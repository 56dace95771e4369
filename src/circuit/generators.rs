//! Circuit generators and templates

/// Small combinational circuits
pub mod basic {
    use crate::circuit::{Circuit, Gate, GateKind};

    /// A half adder with inputs `A`, `B`, gates `SUM` (Xor) and `CARRY` (And), outputs `S` and `C`
    pub fn half_adder(a: bool, b: bool) -> Circuit {
        let mut ret = Circuit::new();
        let a = ret.add(Gate::input("A", a));
        let b = ret.add(Gate::input("B", b));
        let sum = ret.add(Gate::new("SUM", GateKind::Xor));
        let carry = ret.add(Gate::new("CARRY", GateKind::And));
        let s = ret.add(Gate::new("S", GateKind::Output));
        let c = ret.add(Gate::new("C", GateKind::Output));
        ret.connect(&a, 0, &sum, 0);
        ret.connect(&b, 0, &sum, 1);
        ret.connect(&a, 0, &carry, 0);
        ret.connect(&b, 0, &carry, 1);
        ret.connect(&sum, 0, &s, 0);
        ret.connect(&carry, 0, &c, 0);
        ret
    }

    /// A 2-to-4 decoder with inputs `A` (low bit) and `B`, outputs `Y0` to `Y3`
    pub fn decoder_2to4(a: bool, b: bool) -> Circuit {
        let mut ret = Circuit::new();
        let a = ret.add(Gate::input("A", a));
        let b = ret.add(Gate::input("B", b));
        let na = ret.add(Gate::new("NA", GateKind::Not));
        let nb = ret.add(Gate::new("NB", GateKind::Not));
        ret.connect(&a, 0, &na, 0);
        ret.connect(&b, 0, &nb, 0);
        let selects = [(&na, &nb), (&a, &nb), (&na, &b), (&a, &b)];
        let mut ands = Vec::new();
        for (i, (x, y)) in selects.into_iter().enumerate() {
            let d = ret.add(Gate::new(format!("D{i}"), GateKind::And));
            ret.connect(x, 0, &d, 0);
            ret.connect(y, 0, &d, 1);
            ands.push(d);
        }
        for (i, d) in ands.iter().enumerate() {
            let y = ret.add(Gate::new(format!("Y{i}"), GateKind::Output));
            ret.connect(d, 0, &y, 0);
        }
        ret
    }
}

/// Circuits with memory or feedback
pub mod sequential {
    use crate::circuit::{Circuit, Gate, GateKind};

    /// A ring of Not gates `N0` to `N{len-1}`, observed by output `O`
    ///
    /// With an odd length, the ring oscillates in delayed evaluation.
    pub fn ring_oscillator(len: usize) -> Circuit {
        assert!(len > 0);
        let mut ret = Circuit::new();
        let nots: Vec<_> = (0..len)
            .map(|i| ret.add(Gate::new(format!("N{i}"), GateKind::Not)))
            .collect();
        for i in 0..len {
            ret.connect(&nots[i], 0, &nots[(i + 1) % len], 0);
        }
        let o = ret.add(Gate::new("O", GateKind::Output));
        ret.connect(&nots[0], 0, &o, 0);
        ret
    }

    /// A set-reset latch gate `L` with inputs `S`, `R` and outputs `Q`, `QN`
    pub fn sr_latch(s: bool, r: bool) -> Circuit {
        let mut ret = Circuit::new();
        let s = ret.add(Gate::input("S", s));
        let r = ret.add(Gate::input("R", r));
        let l = ret.add(Gate::new("L", GateKind::SrLatch));
        let q = ret.add(Gate::new("Q", GateKind::Output));
        let qn = ret.add(Gate::new("QN", GateKind::Output));
        ret.connect(&s, 0, &l, 0);
        ret.connect(&r, 0, &l, 1);
        ret.connect(&l, 0, &q, 0);
        ret.connect(&l, 1, &qn, 0);
        ret
    }

    /// A latch made of two cross-coupled Nor gates `N1` (Q) and `N2` (!Q), with inputs `S`, `R`
    pub fn nor_latch(s: bool, r: bool) -> Circuit {
        let mut ret = Circuit::new();
        let s = ret.add(Gate::input("S", s));
        let r = ret.add(Gate::input("R", r));
        let n1 = ret.add(Gate::new("N1", GateKind::Nor));
        let n2 = ret.add(Gate::new("N2", GateKind::Nor));
        ret.connect(&r, 0, &n1, 0);
        ret.connect(&n2, 0, &n1, 1);
        ret.connect(&s, 0, &n2, 0);
        ret.connect(&n1, 0, &n2, 1);
        ret
    }

    /// A D flip-flop `FF` clocked by `CLK`, whose D input is its inverted output through `INV`
    ///
    /// Q toggles on every rising edge and is observed by output `Q`.
    pub fn toggle_flip_flop(frequency: f64) -> Circuit {
        let mut ret = Circuit::new();
        let clk = ret.add(Gate::clock("CLK", frequency));
        let ff = ret.add(Gate::new("FF", GateKind::DFlipFlop));
        let inv = ret.add(Gate::new("INV", GateKind::Not));
        let q = ret.add(Gate::new("Q", GateKind::Output));
        ret.connect(&ff, 0, &inv, 0);
        ret.connect(&inv, 0, &ff, 0);
        ret.connect(&clk, 0, &ff, 1);
        ret.connect(&ff, 0, &q, 0);
        ret
    }
}

/// Random circuits, to compare evaluation methods
pub mod random {
    use rand::rngs::SmallRng;
    use rand::seq::SliceRandom;
    use rand::{Rng, SeedableRng};

    use crate::circuit::{Circuit, Gate, GateId, GateKind};

    const KINDS: [GateKind; 7] = [
        GateKind::And,
        GateKind::Or,
        GateKind::Xor,
        GateKind::Nand,
        GateKind::Nor,
        GateKind::Not,
        GateKind::Mux,
    ];

    const SEQUENTIAL_KINDS: [GateKind; 2] = [GateKind::DFlipFlop, GateKind::SrLatch];

    /// A random acyclic circuit with inputs `i{k}`, gates `g{k}` and output `o`
    ///
    /// Each gate reads earlier inputs and gates; the output observes the last gate. Gates are
    /// stored in shuffled order.
    pub fn random_acyclic(nb_inputs: usize, nb_gates: usize, seed: u64) -> Circuit {
        generate(nb_inputs, nb_gates, seed, &KINDS, false)
    }

    /// A random acyclic circuit that also contains flip-flops, latches and a clock `clk`
    ///
    /// The clock runs at 1Hz from time 0, so it is high during odd seconds. Flip-flops and
    /// latches start cleared, and are read from either of their outputs.
    pub fn random_sequential(nb_inputs: usize, nb_gates: usize, seed: u64) -> Circuit {
        let kinds: Vec<GateKind> = KINDS.iter().chain(&SEQUENTIAL_KINDS).copied().collect();
        generate(nb_inputs, nb_gates, seed, &kinds, true)
    }

    fn generate(
        nb_inputs: usize,
        nb_gates: usize,
        seed: u64,
        kinds: &[GateKind],
        clocked: bool,
    ) -> Circuit {
        assert!(nb_inputs > 0);
        let mut rng = SmallRng::seed_from_u64(seed);
        let mut gates = Vec::new();
        let mut wires = Vec::new();
        let mut signals: Vec<(GateId, usize)> = Vec::new();
        for i in 0..nb_inputs {
            let g = Gate::input(format!("i{i}"), rng.gen());
            signals.push((g.id.clone(), 1));
            gates.push(g);
        }
        if clocked {
            let mut g = Gate::clock("clk", 1.0);
            g.metadata.start_time = Some(0);
            signals.push((g.id.clone(), 1));
            gates.push(g);
        }
        for i in 0..nb_gates {
            let kind = kinds[rng.gen_range(0..kinds.len())];
            let g = Gate::new(format!("g{i}"), kind);
            for pin in 0..kind.default_inputs() {
                let (from, nb_outputs) = &signals[rng.gen_range(0..signals.len())];
                let from_pin = rng.gen_range(0..*nb_outputs);
                wires.push((from.clone(), from_pin, g.id.clone(), pin));
            }
            signals.push((g.id.clone(), kind.default_outputs()));
            gates.push(g);
        }
        let o = Gate::new("o", GateKind::Output);
        if let Some((last, _)) = signals.last() {
            wires.push((last.clone(), 0, o.id.clone(), 0));
        }
        gates.push(o);
        gates.shuffle(&mut rng);

        let mut ret = Circuit::new();
        for g in gates {
            ret.add(g);
        }
        for (from, from_pin, to, pin) in wires {
            ret.connect(&from, from_pin, &to, pin);
        }
        ret
    }
}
::::::
**WHAT TO DO:** Return only the lines spanning from the first line of the material through the line with "let mut ands = Vec::new();", copied exactly, both ends kept.

**EXPECTED OUTPUT:**
repository 56dace95771e4369
filename src/circuit/generators.rs
//! Circuit generators and templates

/// Small combinational circuits
pub mod basic {
    use crate::circuit::{Circuit, Gate, GateKind};

    /// A half adder with inputs `A`, `B`, gates `SUM` (Xor) and `CARRY` (And), outputs `S` and `C`
    pub fn half_adder(a: bool, b: bool) -> Circuit {
        let mut ret = Circuit::new();
        let a = ret.add(Gate::input("A", a));
        let b = ret.add(Gate::input("B", b));
        let sum = ret.add(Gate::new("SUM", GateKind::Xor));
        let carry = ret.add(Gate::new("CARRY", GateKind::And));
        let s = ret.add(Gate::new("S", GateKind::Output));
        let c = ret.add(Gate::new("C", GateKind::Output));
        ret.connect(&a, 0, &sum, 0);
        ret.connect(&b, 0, &sum, 1);
        ret.connect(&a, 0, &carry, 0);
        ret.connect(&b, 0, &carry, 1);
        ret.connect(&sum, 0, &s, 0);
        ret.connect(&carry, 0, &c, 0);
        ret
    }

    /// A 2-to-4 decoder with inputs `A` (low bit) and `B`, outputs `Y0` to `Y3`
    pub fn decoder_2to4(a: bool, b: bool) -> Circuit {
        let mut ret = Circuit::new();
        let a = ret.add(Gate::input("A", a));
        let b = ret.add(Gate::input("B", b));
        let na = ret.add(Gate::new("NA", GateKind::Not));
        let nb = ret.add(Gate::new("NB", GateKind::Not));
        ret.connect(&a, 0, &na, 0);
        ret.connect(&b, 0, &nb, 0);
        let selects = [(&na, &nb), (&a, &nb), (&na, &b), (&a, &b)];
        let mut ands = Vec::new();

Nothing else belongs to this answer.